ACTIVITY:
Reproduce the records exactly, beginning with their first line and ending with the line that contains "enters, commits and", and output nothing more.

Collected data:

----------------------------------------

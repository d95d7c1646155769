//! txframe - hierarchical transaction scopes for nested execution frames
//!
//! An execution engine runs frames (functions, steps) that call each other.
//! Each frame declares a transaction mode, and this crate turns that
//! declaration into a transaction strategy that opens, enters, commits and
//! releases native transactions as the frame is played, paused, stopped or
//! failed.
//!
//! Architecture Overview:
//! ```text
//! ┌─────────────────────────────────────────────────────────────┐
//! │                    Execution Engine                         │
//! │      (frames, ExecutionContext, ExecutionListener)          │
//! └─────────────────────────────────────────────────────────────┘
//!                              │
//!                              ▼
//! ┌─────────────────────────────────────────────────────────────┐
//! │                   Transaction Mode                          │
//! │        (None / CreateRoot / CreateChildIfParent)            │
//! └─────────────────────────────────────────────────────────────┘
//!                              │
//!                              ▼
//! ┌─────────────────────────────────────────────────────────────┐
//! │                 Transaction Strategies                      │
//! │   (Null / None / Root / Child, listener adapters)           │
//! └─────────────────────────────────────────────────────────────┘
//!                              │
//!                              ▼
//! ┌─────────────────────────────────────────────────────────────┐
//! │                 Native Transactions                         │
//! │     (commit, release, scopes, child transactions)           │
//! └─────────────────────────────────────────────────────────────┘
//! ```

pub mod config;
pub mod context;
pub mod error;
pub mod listener;
pub mod mode;
pub mod native;
pub mod plan;
pub mod strategy;
pub mod types;

pub use config::{ModeConfig, ModeKind};
pub use context::{ExecutionContext, ParameterContext};
pub use error::{Incompatibility, NativeError, NativeErrorKind, Result, TransactionError};
pub use listener::{
    ChildTransactionExecutionListener, ExecutionListener, NullExecutionListener,
    TransactionExecutionListener,
};
pub use mode::{nearest_transaction_strategy, ExecutionFrame, TransactionMode};
pub use native::{
    MemoryTransaction, MemoryTransactionFactory, NativeTransaction, Operation, TransactionFactory,
    TransactionScope,
};
pub use plan::{ExecutionPlan, FramePlan, PlanRunner};
pub use strategy::{StrategyKind, TransactionStrategy};
pub use types::{ObjectRef, TxnId, Value};
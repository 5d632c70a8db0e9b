//! Error type shared by the markup layer and the table pipeline.
//!
//! - `WtError` - main error enum with variants for parse failures, missing
//!    page data, I/O problems while reading the page cache and anything else.
//! - `Result<T>` - convenient alias `std::result::Result<T, WtError>`.
//!
//! Conversion helpers for common error types are provided so `?` can be used
//! when reading pages from disk or writing debug dumps.

use std::error::Error;
use std::fmt;

/// The canonical result type used across the crate.
pub type Result<T> = std::result::Result<T, WtError>;

/// Markup / pipeline error.
///
/// - `ParseError` - malformed markup inside a single value (e.g. an element
///    group with an unclosed `[[`). Carries the byte offset.
/// - `NotFound` - a page lacks something required (title, stat template).
/// - `Io` - reading the page cache or writing a dump failed.
/// - `Other` - catch-all carrying a message and optional boxed cause.
#[derive(Debug)]
pub enum WtError {
    ParseError {
        msg: String,
        /// Byte offset in the value where the problem was detected.
        offset: usize,
    },
    NotFound {
        msg: String,
    },
    Io {
        msg: String,
        source: Option<Box<dyn Error + Send + Sync + 'static>>,
    },
    Other {
        msg: String,
        source: Option<Box<dyn Error + Send + Sync + 'static>>,
    },
}

impl WtError {
    /// Construct a parse error with a message and offset.
    pub fn parse_at<S: Into<String>>(msg: S, offset: usize) -> Self {
        WtError::ParseError {
            msg: msg.into(),
            offset,
        }
    }

    /// Construct a not-found error.
    pub fn not_found<S: Into<String>>(msg: S) -> Self {
        WtError::NotFound { msg: msg.into() }
    }

    /// Wrap a std::io::Error or other error as an Io variant.
    pub fn io_err<E: Error + Send + Sync + 'static>(msg: impl Into<String>, e: E) -> Self {
        WtError::Io {
            msg: msg.into(),
            source: Some(Box::new(e)),
        }
    }

    /// Generic helper to produce Other(...) with an optional source.
    pub fn other_with_source<E: Error + Send + Sync + 'static>(
        msg: impl Into<String>,
        source: Option<E>,
    ) -> Self {
        WtError::Other {
            msg: msg.into(),
            source: source.map(|e| Box::new(e) as Box<dyn Error + Send + Sync>),
        }
    }

    /// Short name of the error kind, used in run summaries.
    pub fn kind(&self) -> &'static str {
        match self {
            WtError::ParseError { .. } => "ParseError",
            WtError::NotFound { .. } => "NotFound",
            WtError::Io { .. } => "Io",
            WtError::Other { .. } => "Other",
        }
    }
}

impl fmt::Display for WtError {
    fn fmt(&self, f: &mut fmt::Formatter<'_>) -> fmt::Result {
        match self {
            WtError::ParseError { msg, offset } => {
                write!(f, "Parse error at {}: {}", offset, msg)
            }
            WtError::NotFound { msg } => write!(f, "Not found: {}", msg),
            WtError::Io { msg, source } => {
                if let Some(s) = source {
                    write!(f, "IO error: {} (cause: {})", msg, s)
                } else {
                    write!(f, "IO error: {}", msg)
                }
            }
            WtError::Other { msg, source } => {
                if let Some(s) = source {
                    write!(f, "{} (cause: {})", msg, s)
                } else {
                    write!(f, "{}", msg)
                }
            }
        }
    }
}

impl Error for WtError {
    fn source(&self) -> Option<&(dyn Error + 'static)> {
        match self {
            WtError::Io { source, .. } | WtError::Other { source, .. } => {
                source.as_ref().map(|b| b.as_ref() as &dyn Error)
            }
            _ => None,
        }
    }
}

impl From<std::io::Error> for WtError {
    fn from(e: std::io::Error) -> Self {
        WtError::io_err("I/O error", e)
    }
}

impl From<serde_json::Error> for WtError {
    fn from(e: serde_json::Error) -> Self {
        WtError::other_with_source("json serialisation error", Some(e))
    }
}

#[cfg(test)]
mod tests {
    use super::*;

    #[test]
    fn display_parse_error_with_offset() {
        let e = WtError::parse_at("unclosed '[['", 12);
        let s = format!("{}", e);
        assert!(s.contains("12"));
        assert!(s.contains("unclosed"));
        assert_eq!(e.kind(), "ParseError");
    }

    #[test]
    fn display_not_found() {
        let e = WtError::not_found("page has no <title>");
        assert_eq!(format!("{}", e), "Not found: page has no <title>");
    }

    #[test]
    fn io_conversion_has_source() {
        let io_err = std::io::Error::other("disk on fire");
        let e: WtError = io_err.into();
        let s = format!("{}", e);
        assert!(s.contains("I/O error"));
        assert!(s.contains("disk on fire"));
        assert!(e.source().is_some());
    }
}
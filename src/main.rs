use std::{fs, path::PathBuf, process::ExitCode, str::FromStr};

use clap::Parser;
use dotenv::dotenv;

use equipment_tables::{
    aggregate::compile_pages,
    cache::read_pages,
    config::Config,
    definitions::Category,
    render::render_category,
    wikitext::Result,
};

#[derive(Parser)]
#[command(
    name = "equipment_tables",
    about = "Build per-tier equipment tables from cached wiki pages"
)]
struct Cli {
    /// Category to render, e.g. `Magick Bows` (words are joined with spaces)
    category: Vec<String>,
    /// Directory holding the cached page exports
    #[arg(long)]
    cache: Option<PathBuf>,
    /// Also write the compiled items as JSON to this file
    #[arg(long)]
    dump: Option<PathBuf>,
}

fn run(category: Category, config: &Config) -> Result<String> {
    let pages = read_pages(&config.cache_dir)?;
    let items = compile_pages(pages).take(category);

    if let Some(path) = &config.dump_path {
        fs::write(path, serde_json::to_string_pretty(&items)?)?;
        log::info!("Wrote {} compiled items to {:?}", items.len(), path);
    }

    Ok(render_category(category, items))
}

fn main() -> ExitCode {
    dotenv().ok();
    env_logger::init();

    let cli = Cli::parse();
    let requested = cli.category.join(" ");
    let requested = requested.trim();

    let category = match Category::from_str(requested) {
        Ok(category) => category,
        Err(_) => {
            println!("{}", Category::unknown_message(requested));
            return ExitCode::FAILURE;
        }
    };

    let mut builder = Config::builder_from_env();
    if let Some(cache) = cli.cache {
        builder.cache_dir(cache);
    }
    if let Some(dump) = cli.dump {
        builder.dump_path(dump);
    }

    let output = Config::finish(&builder).and_then(|config| run(category, &config));
    match output {
        Ok(text) => {
            print!("{}", text);
            ExitCode::SUCCESS
        }
        Err(e) => {
            log::error!("Failed to build {} tables: {}", category, e);
            ExitCode::FAILURE
        }
    }
}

----------------------------------------

EXERCISE ANSWER:
repository d95d7c1646155769
//! txframe - hierarchical transaction scopes for nested execution frames
//!
//! An execution engine runs frames (functions, steps) that call each other.
//! Each frame declares a transaction mode, and this crate turns that
//! declaration into a transaction strategy that opens, enters, commits and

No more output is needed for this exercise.